The discussion here breaks down along the atomization of markets since
the mid80s, so it makes sense to say that Gill, Dre, Malkmus (Pavement
does make sense as the key 90s indie band, though only because they
democratized Sonic Youth's late-80s innovations) and the Beasties
(who, for various sentimental-social reasons, I actually would love to
win the crown, but really can't) all rule different roosts.
And the one figure I think transcends that is Cobain: Nirvana's
breakthrough changed the music scene irrevocably by destroying the
previous loyal opposition and thus altering the basic lines of battle
that had stood since 1977, and pretty much everything that's happened
on pop charts since has been a chain reaction from Smells Like...

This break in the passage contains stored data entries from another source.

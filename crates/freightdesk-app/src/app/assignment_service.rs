//! Assignment Service - the inventory-to-truck assignment use case
//!
//! Wires the [`AssignmentPlanner`] to its collaborators:
//! 1. Load trucks and warehouses
//! 2. Load the origin warehouse's stock when the origin is chosen
//! 3. Apply the requested truck, destination and items
//! 4. Validate against truck capacity
//! 5. Submit through the gateway (unless this is a dry run)

use freightdesk_domain::model::{AssignmentRecord, AssignmentRequest, InventoryItem, Truck};
use freightdesk_domain::repository::{
    AssignmentGateway, InventoryProvider, NavigationSink, TruckProvider, WarehouseProvider,
};
use freightdesk_domain::service::{AssignmentPlanner, CapacityCheck, PlannerError, ValidationError};
use freightdesk_types::{ApiError, InventoryId, TruckId, WarehouseId};
use serde::Serialize;
use thiserror::Error;
use tracing::{debug, info, warn};

/// Errors specific to the assignment use case
#[derive(Debug, Error)]
pub enum AssignmentServiceError {
    /// Caught locally; nothing was sent
    #[error("{0}")]
    Validation(#[from] ValidationError),

    #[error("Not authorized: {0}")]
    Unauthorized(String),

    /// Submission never got an answer; safe to retry
    #[error("{0}")]
    Transport(String),

    /// Server refused the assignment; message is the server's
    #[error("{0}")]
    Rejected(String),

    #[error("Failed to load data: {0}")]
    Load(ApiError),

    #[error(transparent)]
    Planner(PlannerError),
}

const GENERIC_SUBMIT_FAILURE: &str = "Failed to assign inventory. Please try again.";

impl From<ApiError> for AssignmentServiceError {
    fn from(err: ApiError) -> Self {
        match err {
            ApiError::Unauthorized(msg) => AssignmentServiceError::Unauthorized(msg),
            other => AssignmentServiceError::Load(other),
        }
    }
}

impl From<PlannerError> for AssignmentServiceError {
    fn from(err: PlannerError) -> Self {
        match err {
            PlannerError::Invalid(v) => AssignmentServiceError::Validation(v),
            PlannerError::Submission(ApiError::Unauthorized(msg)) => {
                AssignmentServiceError::Unauthorized(msg)
            }
            PlannerError::Submission(ApiError::Transport(msg)) => {
                debug!(error = %msg, "assignment submission transport failure");
                AssignmentServiceError::Transport(GENERIC_SUBMIT_FAILURE.to_string())
            }
            PlannerError::Submission(ApiError::Rejected { message, .. }) => {
                AssignmentServiceError::Rejected(message)
            }
            PlannerError::Submission(other) => {
                AssignmentServiceError::Rejected(other.to_string())
            }
            other => AssignmentServiceError::Planner(other),
        }
    }
}

impl AssignmentServiceError {
    pub fn is_retryable(&self) -> bool {
        matches!(self, AssignmentServiceError::Transport(_))
    }
}

impl From<AssignmentServiceError> for freightdesk_types::Error {
    fn from(err: AssignmentServiceError) -> Self {
        use freightdesk_types::Error;
        match err {
            AssignmentServiceError::Unauthorized(msg) => Error::Api(ApiError::Unauthorized(msg)),
            AssignmentServiceError::Load(api) => Error::Api(api),
            AssignmentServiceError::Rejected(message) => Error::Api(ApiError::Rejected {
                status: None,
                message,
            }),
            other => Error::Invalid(other.to_string()),
        }
    }
}

/// What the user asked to assign
#[derive(Debug, Clone, PartialEq, Eq)]
pub struct AssignmentPlan {
    pub truck_id: Option<TruckId>,
    pub origin_id: Option<WarehouseId>,
    pub destination_id: Option<WarehouseId>,
    pub inventory_ids: Vec<InventoryId>,
    /// Search term for the candidate listing; never affects the selection
    pub filter: Option<String>,
}

impl AssignmentPlan {
    pub fn new() -> Self {
        Self {
            truck_id: None,
            origin_id: None,
            destination_id: None,
            inventory_ids: Vec::new(),
            filter: None,
        }
    }

    pub fn with_truck(mut self, truck_id: TruckId) -> Self {
        self.truck_id = Some(truck_id);
        self
    }

    pub fn with_origin(mut self, origin_id: WarehouseId) -> Self {
        self.origin_id = Some(origin_id);
        self
    }

    pub fn with_destination(mut self, destination_id: WarehouseId) -> Self {
        self.destination_id = Some(destination_id);
        self
    }

    pub fn with_items(mut self, ids: impl IntoIterator<Item = InventoryId>) -> Self {
        self.inventory_ids.extend(ids);
        self
    }

    pub fn with_filter(mut self, term: impl Into<String>) -> Self {
        self.filter = Some(term.into());
        self
    }
}

impl Default for AssignmentPlan {
    fn default() -> Self {
        Self::new()
    }
}

/// Result of running a plan
#[derive(Debug, Clone, Serialize)]
pub struct AssignmentOutcome {
    pub request: AssignmentRequest,
    pub truck: Truck,
    pub capacity: CapacityCheck,
    /// Lines that were (or, for a dry run, would be) loaded
    pub items: Vec<InventoryItem>,
    /// Origin stock matching the plan's filter
    pub visible: Vec<InventoryItem>,
    /// Server record; `None` for a dry run
    pub record: Option<AssignmentRecord>,
}

pub struct AssignmentService<'a> {
    trucks: &'a dyn TruckProvider,
    warehouses: &'a dyn WarehouseProvider,
    inventory: &'a dyn InventoryProvider,
    gateway: &'a dyn AssignmentGateway,
}

impl<'a> AssignmentService<'a> {
    pub fn new(
        trucks: &'a dyn TruckProvider,
        warehouses: &'a dyn WarehouseProvider,
        inventory: &'a dyn InventoryProvider,
        gateway: &'a dyn AssignmentGateway,
    ) -> Self {
        Self {
            trucks,
            warehouses,
            inventory,
            gateway,
        }
    }

    /// Load candidates and start an empty planner
    pub fn open_planner(&self) -> Result<AssignmentPlanner, AssignmentServiceError> {
        let trucks = self.trucks.list_trucks()?;
        let warehouses = self.warehouses.list_warehouses()?;
        for truck in trucks.iter().filter(|t| !t.has_valid_capacity()) {
            warn!(
                truck_id = %truck.truck_id,
                registration = %truck.registration_number,
                "skipping truck with non-positive capacity"
            );
        }
        debug!(trucks = trucks.len(), warehouses = warehouses.len(), "opened planner");
        Ok(AssignmentPlanner::new(trucks, warehouses))
    }

    /// Select `origin`, fetching its stock first unless it is already the origin
    pub fn choose_origin(
        &self,
        planner: &mut AssignmentPlanner,
        origin: WarehouseId,
    ) -> Result<(), AssignmentServiceError> {
        if planner.origin() == Some(origin) {
            return Ok(());
        }
        let stock = self.inventory.list_inventory(origin)?;
        let (stock, foreign): (Vec<_>, Vec<_>) = stock
            .into_iter()
            .partition(|item| item.warehouse_id.map_or(true, |w| w == origin));
        if !foreign.is_empty() {
            warn!(
                %origin,
                dropped = foreign.len(),
                "inventory listing contained items from other warehouses"
            );
        }
        planner.select_origin(origin, stock)?;
        Ok(())
    }

    /// Build a planner reflecting `plan`. Invalid combinations that the
    /// planner refuses outright (unknown ids, destination equal to origin)
    /// fail here; capacity and completeness are left to validation.
    pub fn apply_plan(
        &self,
        plan: &AssignmentPlan,
    ) -> Result<AssignmentPlanner, AssignmentServiceError> {
        let mut planner = self.open_planner()?;
        if let Some(truck_id) = plan.truck_id {
            planner.select_truck(truck_id)?;
        }
        if let Some(origin) = plan.origin_id {
            self.choose_origin(&mut planner, origin)?;
        }
        if let Some(destination) = plan.destination_id {
            planner.select_destination(destination)?;
        }
        for &id in &plan.inventory_ids {
            if !planner.is_selected(id) {
                planner.toggle_item(id)?;
            }
        }
        if let Some(ref term) = plan.filter {
            planner.set_filter(term.clone())?;
        }
        Ok(planner)
    }

    /// Apply, validate and (unless `dry_run`) submit `plan`.
    pub fn run(
        &self,
        plan: &AssignmentPlan,
        dry_run: bool,
        navigation: &mut dyn NavigationSink,
    ) -> Result<AssignmentOutcome, AssignmentServiceError> {
        let mut planner = self.apply_plan(plan)?;
        planner.validate()?;

        // validate() passed, so a truck is selected
        let truck = planner
            .truck()
            .cloned()
            .ok_or(ValidationError::MissingTruck)?;
        let capacity = planner
            .utilization()
            .ok_or(ValidationError::MissingTruck)?;
        let request = AssignmentRequest {
            truck_id: truck.truck_id,
            warehouse_id: planner.origin().ok_or(ValidationError::MissingOrigin)?,
            destination_warehouse_id: planner
                .destination()
                .ok_or(ValidationError::MissingDestination)?,
            inventory_ids: planner.selected_ids(),
        };
        let items: Vec<InventoryItem> =
            planner.selected_items().into_iter().cloned().collect();
        let visible: Vec<InventoryItem> =
            planner.visible_inventory().into_iter().cloned().collect();

        if dry_run {
            info!(truck_id = %truck.truck_id, "dry run: assignment is valid, not submitting");
            return Ok(AssignmentOutcome {
                request,
                truck,
                capacity,
                items,
                visible,
                record: None,
            });
        }

        let record = planner.submit(self.gateway, navigation)?;
        info!(
            truck_id = %truck.truck_id,
            assignment_id = ?record.assignment_id,
            "inventory assigned"
        );
        Ok(AssignmentOutcome {
            request,
            truck,
            capacity,
            items,
            visible,
            record: Some(record),
        })
    }
}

Cobain is also pretty much the sole zeitgeist-defining personality in
90s pop (I'm not sure there is a *single* such figure in hip-hop this
decade, though there are some contenders, and in country, well, that's
Garth - which is a whole other story).
As well, Nirvana combined quality and commercial success at an
incomparable level for the decade - if The Key had sold like a Garth
Brooks album, Jon W's assertion would hold up better, methinks. (AOTD
for the 80s by the way is, to my mind, unquestionably Prince.) A
thread tie-in I meant to throw into the mix yesterday: Smells Like
Teen Spirit is also, on a craft level, one of the few singles of the
decade that seems to me to stand up on every level to anything in the
afore-bandied-about Golden Age of Singles - throwing down a gauntlet
that pretty much all of Nirvana's imitators were far too chickenshit
to pick up.
By the way, I assume the Cobain-jeerers are willing to discount every
other overdose and/or suicide in rock history on the same knee-jerk
moralism, right? Janis, Jimi, Ian Curtis, etc. etc., all useless
whiners.
Carl W.
Terry Smith-esque P.S.: David C., altho you're basically right about
Madonna, it seems to me the ground had already been created for her to
stand on before she arrived - by Patti Smith, Chrissie Hynde and
others. (If I had my druthers I'd give all credit to Patti but I don't
think we can get away with that...) Yep, Madonna would rank pretty
high on the influence scale, but she seems to me more a visionary
opportunist than a revolutionary. HOWEVER: Your question about whether
Aretha rather than Joni was the key gender-revolutionary in sixties
pop was already creeping into my head as I wrote that last post. I'd
certainly *prefer* to say it was Aretha - but I wonder if she had the
same women-can-be-auteurs impact? Perhaps, but this requires further
thinking and historicization; I've just realized that maybe before
deciding exactly whose gender-bar-breaking was the most definitive
(and I do think this is, as Music Trivia games go, an important one),
I should read one of those late-90s books about women-in-music that
I've been semi-avoiding. Any recommendations for the best one?